Shares in Gautam Adani’s company tumbled further on Thursday after an attempt by the Indian billionaire to calm panicked investors failed to stem a stock market meltdown that wiped out $100 billion in value at his conglomerate.
“For me, the interests of my investors come first and everything is secondary,” the 60-year-old businessman said in a pre-recorded video address released after he signed a $2.5 billion deal to sell new shares in his flagship company Adani Enterprises abruptly gave up just 24 hours after it was sealed.
“Once the market stabilizes, we will review our capital markets strategy,” he added
It was the first time the tycoon spoke about the market chaos that slashed his personal wealth by nearly $50 billion in just over a week and removed his crown as Asia’s richest man. But it wasn’t enough to calm the markets. Adani Enterprises shares plunged 25% Thursday, while shares of its other companies fell 5% to 10%.
The unprecedented fall in Adani Group shares began when an American short seller, Hindenburg Research, accused the conglomerate of fraud and stock market manipulation. The group of seven listed companies has lost 50% of its value since Hindenburg’s report was published last Tuesday.

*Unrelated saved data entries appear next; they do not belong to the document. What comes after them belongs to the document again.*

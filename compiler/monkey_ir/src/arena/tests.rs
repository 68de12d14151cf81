use super::*;
use crate::ast::{ExprKind, StmtKind};
use crate::Span;

#[test]
fn test_alloc_expr() {
    let mut arena = ExprArena::new();
    let id = arena.alloc_expr(Expr::new(ExprKind::Int(42), Span::new(0, 2)));
    assert_eq!(arena.get_expr(id).kind, ExprKind::Int(42));
    assert_eq!(arena.expr_count(), 1);
}

#[test]
fn test_alloc_expr_list_is_contiguous() {
    let mut arena = ExprArena::new();
    let a = arena.alloc_expr(Expr::new(ExprKind::Int(1), Span::DUMMY));
    let b = arena.alloc_expr(Expr::new(ExprKind::Int(2), Span::DUMMY));
    let first = arena.alloc_expr_list([a]);
    let second = arena.alloc_expr_list([a, b]);
    assert_eq!(arena.get_expr_list(first), &[a]);
    assert_eq!(arena.get_expr_list(second), &[a, b]);
}

#[test]
fn test_empty_lists() {
    let mut arena = ExprArena::new();
    let range = arena.alloc_stmt_list([]);
    assert!(range.is_empty());
    assert!(arena.stmt_list(range).is_empty());
    assert!(arena.get_params(ListRange::EMPTY).is_empty());
}

#[test]
fn test_alloc_stmt_and_params() {
    let mut arena = ExprArena::new();
    let value = arena.alloc_expr(Expr::new(ExprKind::Bool(true), Span::DUMMY));
    let stmt = arena.alloc_stmt(Stmt::new(
        StmtKind::Let {
            name: Name::EMPTY,
            value,
        },
        Span::DUMMY,
    ));
    let params = arena.alloc_params([Name::EMPTY, Name::EMPTY]);
    assert!(matches!(arena.get_stmt(stmt).kind, StmtKind::Let { .. }));
    assert_eq!(params.len(), 2);
}

#[test]
fn test_shared_arena_derefs() {
    let mut arena = ExprArena::new();
    let id = arena.alloc_expr(Expr::new(ExprKind::Int(7), Span::DUMMY));
    let shared = SharedArena::new(arena);
    let clone = shared.clone();
    assert_eq!(clone.get_expr(id).kind, ExprKind::Int(7));
    assert_eq!(shared, clone);
}
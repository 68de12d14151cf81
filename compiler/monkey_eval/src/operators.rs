//! Binary and index operators.
//!
//! The value set is closed, so dispatch is a match on operand pairs. Integer
//! arithmetic is checked: overflow and division by zero become errors.

use crate::errors::{
    division_by_zero, index_not_supported, integer_overflow, type_mismatch,
    unknown_infix_operator, unusable_as_hash_key,
};
use crate::{EvalError, Value};
use monkey_ir::BinaryOp;

/// Apply `op` to two evaluated operands.
pub fn evaluate_binary(left: &Value, right: &Value, op: BinaryOp) -> Result<Value, EvalError> {
    match (left, right) {
        (Value::Int(a), Value::Int(b)) => eval_int_binary(*a, *b, op),
        (Value::Str(a), Value::Str(b)) => match op {
            BinaryOp::Add => {
                let mut joined = String::with_capacity(a.len().saturating_add(b.len()));
                joined.push_str(a);
                joined.push_str(b);
                Ok(Value::string(joined))
            }
            BinaryOp::Eq => Ok(Value::Bool(**a == **b)),
            BinaryOp::NotEq => Ok(Value::Bool(**a != **b)),
            _ => Err(unknown_infix_operator(left, op, right)),
        },
        (Value::Bool(a), Value::Bool(b)) => eval_equality(a == b, left, op, right),
        (Value::Null, Value::Null) => eval_equality(true, left, op, right),
        (Value::Array(a), Value::Array(b)) => eval_equality(a.ptr_eq(b), left, op, right),
        (Value::Hash(a), Value::Hash(b)) => eval_equality(a.ptr_eq(b), left, op, right),
        (Value::Function(a), Value::Function(b)) => eval_equality(a.ptr_eq(b), left, op, right),
        (Value::Builtin(a), Value::Builtin(b)) => eval_equality(a == b, left, op, right),
        _ => Err(type_mismatch(left, op, right)),
    }
}

fn eval_int_binary(a: i64, b: i64, op: BinaryOp) -> Result<Value, EvalError> {
    let overflow = || integer_overflow(format!("{a} {op} {b}"));
    match op {
        BinaryOp::Add => a.checked_add(b).map(Value::Int).ok_or_else(overflow),
        BinaryOp::Sub => a.checked_sub(b).map(Value::Int).ok_or_else(overflow),
        BinaryOp::Mul => a.checked_mul(b).map(Value::Int).ok_or_else(overflow),
        // Truncates toward zero.
        BinaryOp::Div if b == 0 => Err(division_by_zero()),
        BinaryOp::Div => a.checked_div(b).map(Value::Int).ok_or_else(overflow),
        BinaryOp::Eq => Ok(Value::Bool(a == b)),
        BinaryOp::NotEq => Ok(Value::Bool(a != b)),
        BinaryOp::Lt => Ok(Value::Bool(a < b)),
        BinaryOp::Gt => Ok(Value::Bool(a > b)),
    }
}

/// `==` / `!=` given whether the operands are the same value; any other
/// operator is unknown for the pair.
fn eval_equality(
    same: bool,
    left: &Value,
    op: BinaryOp,
    right: &Value,
) -> Result<Value, EvalError> {
    match op {
        BinaryOp::Eq => Ok(Value::Bool(same)),
        BinaryOp::NotEq => Ok(Value::Bool(!same)),
        _ => Err(unknown_infix_operator(left, op, right)),
    }
}

/// `collection[index]`.
///
/// Out-of-range array indices and missing hash keys yield `null`.
pub fn evaluate_index(collection: &Value, index: &Value) -> Result<Value, EvalError> {
    match (collection, index) {
        (Value::Array(elements), Value::Int(i)) => Ok(usize::try_from(*i)
            .ok()
            .and_then(|i| elements.get(i))
            .cloned()
            .unwrap_or(Value::Null)),
        (Value::Array(_), other) => Err(index_not_supported(format!(
            "ARRAY[{}]",
            other.type_name()
        ))),
        (Value::Hash(map), key) => {
            let hash_key = key.hash_key().ok_or_else(|| unusable_as_hash_key(key))?;
            Ok(map
                .get(&hash_key)
                .map_or(Value::Null, |pair| pair.value.clone()))
        }
        (other, _) => Err(index_not_supported(other.type_name().to_string())),
    }
}
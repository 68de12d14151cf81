//! Prefix operators.

use crate::errors::{integer_overflow, unknown_prefix_operator};
use crate::{EvalError, Value};
use monkey_ir::UnaryOp;

/// Apply a prefix operator to an evaluated operand.
///
/// `!` negates truthiness and accepts any value. `-` needs an integer.
pub fn evaluate_unary(op: UnaryOp, operand: &Value) -> Result<Value, EvalError> {
    match op {
        UnaryOp::Not => Ok(Value::Bool(!operand.is_truthy())),
        UnaryOp::Neg => match operand {
            Value::Int(n) => n
                .checked_neg()
                .map(Value::Int)
                .ok_or_else(|| integer_overflow(format!("-{n}"))),
            other => Err(unknown_prefix_operator(op, other)),
        },
    }
}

Reuters reported Wednesday that the Securities and Exchange Board of India (SEBI) is investigating the share price declines and possible irregularities in the failed share sale, citing a source with direct knowledge of the matter. The SEBI has not yet responded to requests for comment.
The central bank of India has asked lenders for details of its debt exposure to the Adani group, Bloomberg reported on Thursday, citing unnamed sources. The Reserve Bank of India did not respond to a request for comment.
The crisis swirling around one of India’s most prominent businessmen could have bigger implications for the fast-growing economy, which was aggressively courting foreign investment at the World Economic Forum in Davos just two weeks ago.
“When you look at broader market activity, it’s obvious that foreign investors…have had a rude awakening,” said Saurabh Mukherjea, founder of Marcellus Investment Managers.
The aftermath of the Hindenburg report could engulf other big Indian companies, experts have warned.
“The Adani saga opened a big can of worms,” said Manish Chowdhury, director of research at brokerage Stoxbox. “India’s story now looks bleak for foreign investors,” he added.
Chowdhury said investors are now “skeptical” about the accounting practices at all Indian firms, while Mukherjea said his clients are already asking more questions.
“Of course…they are asking us to hold hands a little bit when it comes to how accounting and corporate governance works in India,” Mukherjea told CNN.
Adani is considered a close ally of the Indian Prime Minister. And opposition MPs have begun calling for an investigation into the Hindenburg report. They even organized a protest in India’s parliament on Wednesday while the country’s finance minister presented the annual budget.
“This will certainly deter large foreign investors now because it has now become a political issue,” said Stephen Innes, managing partner of SPI Asset Management.
In an investigation published Jan. 24, Hindenburg Research accused the Adani group of “brazen stock manipulation and accounting fraud over the decades.”
The research firm questioned the Adani firms’ “sky-high valuations” and said their “substantial debt” had placed the entire group “on a precarious financial footing.” She concluded her report with 88 questions. These range from asking for details about Adani’s offshore entities to why it has “such a convoluted, interconnected corporate structure”.
While the Adani group immediately denounced the report as “baseless” and “malicious,” the video address marked the first time the company’s founder had spoken about the crisis.
Analysts have long raised concerns that the rapid expansion of Adani’s businesses comes with huge risk. The group was fueled by a $30 billion borrowing, making it one of the most indebted companies in India.
CreditSights, a research firm owned by the Fitch Group, released a report on Adani Group titled “Deeply Overleveraged” last year, in which it expressed strong concerns about its debt-fueled growth plans.
That was announced by the Adani group at the time that their companies’ leverage ratios “remain healthy and in line with industry benchmarks in their respective sectors. ”
In his video address, Adani said the group’s fundamentals are “strong” and that it has an “impeccable track record of meeting” its debt obligations. He said Adani Enterprise’s share offering had been withdrawn to protect investors from losses – the stock had traded well below the offer price since last week.
“This decision will have no impact on our existing operations and future plans. We will continue to focus on timely execution and delivery of projects,” he added.